%%
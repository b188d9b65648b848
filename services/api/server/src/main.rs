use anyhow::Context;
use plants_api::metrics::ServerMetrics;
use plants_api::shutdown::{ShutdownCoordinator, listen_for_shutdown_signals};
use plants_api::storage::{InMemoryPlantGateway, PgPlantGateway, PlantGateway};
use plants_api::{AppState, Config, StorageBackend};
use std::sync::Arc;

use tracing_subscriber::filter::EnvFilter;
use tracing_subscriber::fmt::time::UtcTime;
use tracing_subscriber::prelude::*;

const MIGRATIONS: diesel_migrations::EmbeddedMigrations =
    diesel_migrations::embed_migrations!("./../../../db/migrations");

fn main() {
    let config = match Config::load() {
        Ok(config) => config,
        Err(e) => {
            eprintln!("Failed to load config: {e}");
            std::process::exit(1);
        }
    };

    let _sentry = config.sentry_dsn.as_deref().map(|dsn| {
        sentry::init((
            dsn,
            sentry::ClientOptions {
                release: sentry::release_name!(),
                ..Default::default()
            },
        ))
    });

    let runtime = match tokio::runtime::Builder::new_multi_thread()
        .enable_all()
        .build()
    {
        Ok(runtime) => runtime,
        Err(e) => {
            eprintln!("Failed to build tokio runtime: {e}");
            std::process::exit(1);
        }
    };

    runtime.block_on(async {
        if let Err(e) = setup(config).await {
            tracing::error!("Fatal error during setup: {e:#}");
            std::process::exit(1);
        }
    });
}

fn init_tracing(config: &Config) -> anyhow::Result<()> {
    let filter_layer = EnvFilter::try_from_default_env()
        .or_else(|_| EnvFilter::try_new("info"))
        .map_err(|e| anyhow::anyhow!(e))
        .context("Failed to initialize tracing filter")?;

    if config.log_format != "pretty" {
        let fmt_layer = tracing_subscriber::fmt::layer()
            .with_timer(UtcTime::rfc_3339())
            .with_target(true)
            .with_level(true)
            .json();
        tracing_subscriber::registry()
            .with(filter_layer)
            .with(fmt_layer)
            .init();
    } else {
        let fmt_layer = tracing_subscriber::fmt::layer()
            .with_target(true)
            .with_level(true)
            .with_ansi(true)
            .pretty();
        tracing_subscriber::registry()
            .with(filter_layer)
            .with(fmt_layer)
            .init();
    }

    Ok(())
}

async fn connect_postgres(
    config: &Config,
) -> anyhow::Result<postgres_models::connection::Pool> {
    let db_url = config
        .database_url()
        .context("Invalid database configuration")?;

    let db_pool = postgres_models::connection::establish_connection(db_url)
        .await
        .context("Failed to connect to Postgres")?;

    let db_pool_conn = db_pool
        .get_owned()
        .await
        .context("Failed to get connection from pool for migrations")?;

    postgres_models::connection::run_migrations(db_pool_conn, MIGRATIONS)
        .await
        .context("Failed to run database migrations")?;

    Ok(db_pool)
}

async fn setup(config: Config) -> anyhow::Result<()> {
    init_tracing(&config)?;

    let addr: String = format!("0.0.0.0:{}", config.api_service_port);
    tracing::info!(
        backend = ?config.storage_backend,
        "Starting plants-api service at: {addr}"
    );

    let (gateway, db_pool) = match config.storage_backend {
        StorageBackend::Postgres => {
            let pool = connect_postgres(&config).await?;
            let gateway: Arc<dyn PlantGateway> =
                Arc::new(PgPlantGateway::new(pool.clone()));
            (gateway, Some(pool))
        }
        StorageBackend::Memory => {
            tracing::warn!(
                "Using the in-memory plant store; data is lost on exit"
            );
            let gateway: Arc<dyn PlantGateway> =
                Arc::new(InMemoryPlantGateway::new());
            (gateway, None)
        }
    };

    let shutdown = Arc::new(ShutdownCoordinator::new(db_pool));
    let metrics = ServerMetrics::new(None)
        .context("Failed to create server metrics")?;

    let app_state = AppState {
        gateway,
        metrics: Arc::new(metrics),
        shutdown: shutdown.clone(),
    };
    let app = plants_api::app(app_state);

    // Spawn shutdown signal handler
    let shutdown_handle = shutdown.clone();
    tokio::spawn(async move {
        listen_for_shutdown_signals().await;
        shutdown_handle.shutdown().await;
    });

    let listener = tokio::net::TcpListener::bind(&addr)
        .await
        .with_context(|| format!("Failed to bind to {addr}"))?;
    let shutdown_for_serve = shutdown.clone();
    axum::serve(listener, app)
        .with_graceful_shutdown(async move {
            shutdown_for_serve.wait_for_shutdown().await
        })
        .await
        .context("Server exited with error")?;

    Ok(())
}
%%
%%
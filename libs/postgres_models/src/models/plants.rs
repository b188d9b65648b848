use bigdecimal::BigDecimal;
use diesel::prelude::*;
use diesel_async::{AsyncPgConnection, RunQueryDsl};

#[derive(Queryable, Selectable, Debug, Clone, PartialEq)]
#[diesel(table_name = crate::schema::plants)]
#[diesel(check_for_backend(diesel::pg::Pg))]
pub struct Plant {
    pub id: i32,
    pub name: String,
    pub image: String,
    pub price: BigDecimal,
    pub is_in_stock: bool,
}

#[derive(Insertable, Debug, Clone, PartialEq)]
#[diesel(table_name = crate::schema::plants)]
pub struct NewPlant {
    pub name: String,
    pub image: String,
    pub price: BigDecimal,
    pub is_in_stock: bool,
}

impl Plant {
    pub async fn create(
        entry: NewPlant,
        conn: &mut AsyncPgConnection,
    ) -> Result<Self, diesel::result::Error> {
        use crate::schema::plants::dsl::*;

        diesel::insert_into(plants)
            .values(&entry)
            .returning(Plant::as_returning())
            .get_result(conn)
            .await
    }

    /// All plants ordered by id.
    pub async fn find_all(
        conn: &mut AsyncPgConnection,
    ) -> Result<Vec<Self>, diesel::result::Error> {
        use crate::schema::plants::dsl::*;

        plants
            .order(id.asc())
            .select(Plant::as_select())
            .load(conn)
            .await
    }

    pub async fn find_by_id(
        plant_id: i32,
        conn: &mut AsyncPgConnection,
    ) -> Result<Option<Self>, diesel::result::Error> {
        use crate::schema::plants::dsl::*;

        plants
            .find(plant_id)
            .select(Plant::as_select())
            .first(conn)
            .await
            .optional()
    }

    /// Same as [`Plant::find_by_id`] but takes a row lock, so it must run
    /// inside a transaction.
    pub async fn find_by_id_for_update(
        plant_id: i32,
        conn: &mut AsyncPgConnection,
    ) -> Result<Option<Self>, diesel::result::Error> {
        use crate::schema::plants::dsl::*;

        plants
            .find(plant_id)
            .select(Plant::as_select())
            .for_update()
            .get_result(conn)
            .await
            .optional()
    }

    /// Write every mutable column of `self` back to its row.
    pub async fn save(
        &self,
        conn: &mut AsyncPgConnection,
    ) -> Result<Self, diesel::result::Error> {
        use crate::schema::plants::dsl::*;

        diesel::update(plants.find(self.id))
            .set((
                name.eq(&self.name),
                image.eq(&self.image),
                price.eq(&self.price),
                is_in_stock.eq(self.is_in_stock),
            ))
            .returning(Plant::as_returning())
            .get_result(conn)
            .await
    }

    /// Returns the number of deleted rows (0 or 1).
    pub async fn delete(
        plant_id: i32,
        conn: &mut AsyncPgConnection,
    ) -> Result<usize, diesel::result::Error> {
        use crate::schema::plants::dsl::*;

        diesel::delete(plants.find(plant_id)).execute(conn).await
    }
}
%%
#### [About this exercise]
Check the data above and report how many lines include the word "info", using a bare number.

#### [Your solution]
2